What you are asked to do >> Search string "query": state how many lines in the material below contain it, and nothing else.

Provided data >>

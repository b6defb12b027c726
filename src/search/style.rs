//! Style Retrieval: read path over `style` entries.

use crate::corpus::{Category, Corpus, KnowledgeEntry};
use serde::Serialize;

/// A writing-style guideline as returned to callers.
#[derive(Debug, Clone, Serialize)]
pub struct StyleGuideline<'a> {
    pub id: &'a str,
    #[serde(skip_serializing_if = "Option::is_none")]
    pub category: Option<&'a str>,
    #[serde(skip_serializing_if = "Option::is_none")]
    pub title: Option<&'a str>,
    pub guideline: &'a str,
    #[serde(skip_serializing_if = "<[String]>::is_empty")]
    pub tags: &'a [String],
}

impl<'a> From<&'a KnowledgeEntry> for StyleGuideline<'a> {
    fn from(entry: &'a KnowledgeEntry) -> Self {
        Self {
            id: &entry.id,
            category: entry.subcategory.as_deref(),
            title: entry.title.as_deref(),
            guideline: &entry.content,
            tags: &entry.tags,
        }
    }
}

/// Style entries in corpus order, optionally restricted to one sub-category.
///
/// A missing or blank `category` returns every style entry. Matching is
/// exact and case-insensitive; an unknown sub-category yields an empty list.
pub fn get_writing_style<'a>(corpus: &'a Corpus, category: Option<&str>) -> Vec<StyleGuideline<'a>> {
    let wanted = category.map(str::trim).filter(|c| !c.is_empty());

    corpus
        .by_category(Category::Style)
        .filter(|entry| match wanted {
            None => true,
            Some(w) => entry
                .subcategory
                .as_deref()
                .is_some_and(|sub| sub.eq_ignore_ascii_case(w)),
        })
        .map(StyleGuideline::from)
        .collect()
}
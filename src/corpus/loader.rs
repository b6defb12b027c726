//! Corpus parsing from the sectioned JSON format.
//!
//! The file groups entries by category:
//!
//! ```json
//! { "training": [...], "style": [...], "qa": [...], "documents": [...] }
//! ```
//!
//! Sections are flattened in that order; entry order inside a section is
//! preserved, which fixes the tie-break order used by search.

use crate::corpus::types::{Category, KnowledgeEntry};
use crate::error::{AppError, Result};
use serde::Deserialize;
use std::collections::BTreeMap;

/// Embedded default corpus.
pub const EMBEDDED_CORPUS: &str = include_str!("default_corpus.json");

#[derive(Debug, Default, Deserialize)]
struct CorpusFile {
    #[serde(default)]
    training: Vec<RawEntry>,
    #[serde(default)]
    style: Vec<RawEntry>,
    #[serde(default)]
    qa: Vec<RawEntry>,
    #[serde(default)]
    documents: Vec<RawEntry>,
}

/// An entry as written in the file; the category comes from its section.
#[derive(Debug, Deserialize)]
struct RawEntry {
    id: Option<String>,
    title: Option<String>,
    question: Option<String>,
    answer: Option<String>,
    #[serde(default, alias = "text")]
    content: String,
    subcategory: Option<String>,
    #[serde(default)]
    tags: Vec<String>,
    #[serde(default)]
    metadata: BTreeMap<String, String>,
}

/// Parse a sectioned corpus document into an ordered entry list.
///
/// Entries without an `id` get `"<category>-<n>"` (1-based within the section).
/// Entries with no searchable text at all are logged and skipped.
pub fn parse_entries(json: &str) -> Result<Vec<KnowledgeEntry>> {
    let file: CorpusFile = serde_json::from_str(json)
        .map_err(|e| AppError::CorpusError(format!("Invalid corpus JSON: {}", e)))?;

    let sections = [
        (Category::Training, file.training),
        (Category::Style, file.style),
        (Category::Qa, file.qa),
        (Category::Documents, file.documents),
    ];

    let mut entries = Vec::new();
    for (category, raw_entries) in sections {
        for (idx, raw) in raw_entries.into_iter().enumerate() {
            let id = raw
                .id
                .clone()
                .unwrap_or_else(|| format!("{}-{}", category, idx + 1));

            if is_blank(&raw) {
                tracing::warn!(id = %id, category = %category, "Skipping empty corpus entry");
                continue;
            }

            entries.push(KnowledgeEntry {
                id,
                category,
                title: raw.title,
                question: raw.question,
                answer: raw.answer,
                content: raw.content,
                subcategory: raw.subcategory,
                tags: raw.tags,
                metadata: raw.metadata,
            });
        }
    }

    Ok(entries)
}

fn is_blank(raw: &RawEntry) -> bool {
    [&raw.title, &raw.question, &raw.answer]
        .iter()
        .all(|f| f.as_deref().map_or(true, |s| s.trim().is_empty()))
        && raw.content.trim().is_empty()
}
//! Type definitions for the tools module.

use serde::{Deserialize, Serialize};
use serde_json::{Map, Value};

/// A tool as advertised by `tools/list`.
///
/// `input_schema` is a JSON Schema object (`type`, `properties`, `required`)
/// and is serialized under the wire name `inputSchema`.
#[derive(Debug, Clone, PartialEq, Serialize, Deserialize)]
pub struct ToolDescriptor {
    pub name: String,
    pub description: String,
    #[serde(rename = "inputSchema")]
    pub input_schema: Value,
}

impl ToolDescriptor {
    pub fn new(name: impl Into<String>, description: impl Into<String>, input_schema: Value) -> Self {
        Self {
            name: name.into(),
            description: description.into(),
            input_schema,
        }
    }

    /// Names listed under `inputSchema.required`.
    pub fn required(&self) -> Vec<&str> {
        self.input_schema
            .get("required")
            .and_then(|r| r.as_array())
            .map(|arr| arr.iter().filter_map(|v| v.as_str()).collect())
            .unwrap_or_default()
    }

    /// `inputSchema.properties`, empty when absent.
    pub fn properties(&self) -> Option<&Map<String, Value>> {
        self.input_schema
            .get("properties")
            .and_then(|p| p.as_object())
    }
}

/// Inbound tool call: `{ name, arguments }`.
#[derive(Debug, Clone, Deserialize, Serialize)]
pub struct ToolCallEnvelope {
    pub name: String,
    #[serde(default)]
    pub arguments: Map<String, Value>,
}

impl ToolCallEnvelope {
    pub fn new(name: impl Into<String>, arguments: Value) -> Self {
        let arguments = match arguments {
            Value::Object(map) => map,
            _ => Map::new(),
        };
        Self {
            name: name.into(),
            arguments,
        }
    }
}

/// One item of a tool result.
#[derive(Debug, Clone, PartialEq, Serialize, Deserialize)]
#[serde(tag = "type")]
pub enum ContentItem {
    #[serde(rename = "text")]
    Text { text: String },
}

/// Outbound tool result: `{ content: [{ type, text }] }`.
///
/// Soft failures use this same shape with an error message as text.
#[derive(Debug, Clone, PartialEq, Serialize, Deserialize)]
pub struct ToolResultEnvelope {
    pub content: Vec<ContentItem>,
}

impl ToolResultEnvelope {
    pub fn text(text: impl Into<String>) -> Self {
        Self {
            content: vec![ContentItem::Text { text: text.into() }],
        }
    }

    /// Concatenated text of all items.
    pub fn joined_text(&self) -> String {
        self.content
            .iter()
            .map(|item| match item {
                ContentItem::Text { text } => text.as_str(),
            })
            .collect::<Vec<_>>()
            .join("\n")
    }
}

#[cfg(test)]
mod tests {
    use super::*;
    use serde_json::json;

    #[test]
    fn test_result_envelope_wire_shape() {
        let envelope = ToolResultEnvelope::text("hello");
        assert_eq!(
            serde_json::to_value(&envelope).unwrap(),
            json!({ "content": [{ "type": "text", "text": "hello" }] })
        );
    }

    #[test]
    fn test_call_envelope_defaults_arguments() {
        let call: ToolCallEnvelope =
            serde_json::from_value(json!({ "name": "get_writing_style" })).unwrap();
        assert!(call.arguments.is_empty());
    }

    #[test]
    fn test_non_object_arguments_become_empty() {
        let call = ToolCallEnvelope::new("x", json!("oops"));
        assert!(call.arguments.is_empty());
    }

    #[test]
    fn test_descriptor_schema_accessors() {
        let tool = ToolDescriptor::new(
            "t",
            "d",
            json!({
                "type": "object",
                "properties": { "query": { "type": "string" } },
                "required": ["query"]
            }),
        );
        assert_eq!(tool.required(), vec!["query"]);
        assert!(tool.properties().unwrap().contains_key("query"));
        assert_eq!(
            serde_json::to_value(&tool).unwrap()["inputSchema"]["type"],
            "object"
        );
    }
}
//! Outbound HTTP fetch collaborator.

use crate::error::{AppError, Result};
use crate::web::scrape::is_allowed_url;
use async_trait::async_trait;
use reqwest::redirect::Policy;
use reqwest::Url;
use std::time::Duration;

const USER_AGENT: &str = concat!("gamified-rag/", env!("CARGO_PKG_VERSION"));

/// Redirect hops followed before the request fails.
const MAX_REDIRECTS: usize = 5;

/// Status and body of a completed fetch.
#[derive(Debug, Clone)]
pub struct FetchResponse {
    pub status: u16,
    pub body: String,
}

impl FetchResponse {
    pub fn is_success(&self) -> bool {
        (200..300).contains(&self.status)
    }

    /// A 3xx that the client declined to follow.
    pub fn is_redirect(&self) -> bool {
        (300..400).contains(&self.status)
    }
}

/// Whether a redirect to `target` is followed after `hops` earlier hops.
///
/// Only hops onto the scrape allow-list are followed. Anything else stops the
/// request and hands the 3xx back to the caller.
fn should_follow(target: &Url, hops: usize) -> bool {
    hops < MAX_REDIRECTS && is_allowed_url(target)
}

fn redirect_policy() -> Policy {
    Policy::custom(|attempt| {
        let hops = attempt.previous().len();
        if should_follow(attempt.url(), hops) {
            attempt.follow()
        } else if hops >= MAX_REDIRECTS {
            attempt.error("too many redirects")
        } else {
            tracing::warn!(target_url = %attempt.url(), "Redirect outside allow-list not followed");
            attempt.stop()
        }
    })
}

/// Fetches a URL with optional extra headers.
///
/// Transport errors are reported as [`AppError::CollaboratorFailure`];
/// non-2xx statuses are returned as responses for the caller to judge.
#[async_trait]
pub trait HttpFetcher: Send + Sync {
    async fn fetch(&self, url: &str, headers: &[(&str, &str)]) -> Result<FetchResponse>;
}

/// [`HttpFetcher`] backed by a shared `reqwest::Client`.
#[derive(Clone)]
pub struct ReqwestFetcher {
    client: reqwest::Client,
}

impl ReqwestFetcher {
    pub fn new(timeout: Duration) -> Result<Self> {
        let client = reqwest::Client::builder()
            .timeout(timeout)
            .user_agent(USER_AGENT)
            .redirect(redirect_policy())
            .build()
            .map_err(|e| AppError::InternalError(format!("HTTP client error: {}", e)))?;
        Ok(Self { client })
    }
}

#[async_trait]
impl HttpFetcher for ReqwestFetcher {
    async fn fetch(&self, url: &str, headers: &[(&str, &str)]) -> Result<FetchResponse> {
        let mut request = self.client.get(url);
        for (name, value) in headers {
            request = request.header(*name, *value);
        }

        let response = request
            .send()
            .await
            .map_err(|e| AppError::CollaboratorFailure(format!("Request failed: {}", e)))?;

        let status = response.status().as_u16();
        let body = response.text().await.map_err(|e| {
            AppError::CollaboratorFailure(format!("Failed to read response body: {}", e))
        })?;

        tracing::debug!(status, bytes = body.len(), "Fetch completed");

        Ok(FetchResponse { status, body })
    }
}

Completed exercise >> 4